I grew up being told my father was going to hell… I tried real hard to “save” him when I was younger… Eventually, I realized, it was he that was saving me all along…
~smj
While I do think there may be a Hell for those people who seem to be truly evil (The Jeffrey Dahmers of the world), I have never been able to latch onto the notion that just because you aren’t a Christian and attend church, that you will go to hell. It makes no sense to me. So I have ignored that. It makes me happier to think that the rules aren’t as strict as they say they are, because otherwise Heaven would probably be a pretty empty place.
Samantha, I have an idea of what you endured as a child because, and I wish I didn’t have this to remember, I have to think back on what my children endured after I left the Mennonite church in 1960, but their father remained a Mennonite “at heart” for the remainder of the decade. Of all addictions humans are prone to that can destroy happiness in a family, religion, when carried to extreme, is right up there with drinking too much, at least if was in my case.
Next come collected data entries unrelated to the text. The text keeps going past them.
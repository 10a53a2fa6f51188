//! Logging configuration for sqldeploy.
//!
//! Diagnostics go to stderr so stdout stays reserved for the run summary.

use tracing_subscriber::EnvFilter;

/// Default filter when `RUST_LOG` is not set.
const DEFAULT_FILTER: &str = "info";

/// Initializes logging to stderr.
///
/// `verbose` lowers the default level to `debug`, which shows every
/// candidate attempt made by the executor.
pub fn init_stderr_logging(verbose: bool) {
    tracing_subscriber::fmt()
        .with_env_filter(env_filter(verbose))
        .with_writer(std::io::stderr)
        .with_target(false)
        .init();
}

/// Builds the env filter, honoring `RUST_LOG` when present.
fn env_filter(verbose: bool) -> EnvFilter {
    EnvFilter::try_from_default_env().unwrap_or_else(|_| {
        EnvFilter::new(if verbose { "debug" } else { DEFAULT_FILTER })
    })
}

#[cfg(test)]
mod tests {
    use super::*;

    #[test]
    fn test_env_filter_builds() {
        // Only checks construction; the active level depends on RUST_LOG.
        let filter = env_filter(false);
        assert!(!filter.to_string().is_empty());
    }
}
Justin, while I understand how the concept of punishment after death for the all too many truly evil people in this world, came into existence, I take no pleasure in the thought of eternal punishment. Eternal death is good enough for me. This I realize in incongrous, but had Jesus been born in a region where winter prevailed most of the year, and had he used a parable to describe what happens when a person steals, trespasses or lies, he would have described a place called Hel, not Hell. In Hel, the wicked were to stand with their feet locked in eternal ice, or up their chest and so on. Hel was a place of eternal frost and ice, not fire. The Greeks had their mythological Hades. The Norsemen had their mythological Hel. When the Bible was finally translated into the English language, it doesn’t take much imagination to understand how the term, Hell, came to be substituted for Gehenna fire, Hades, Tartarus and Hel.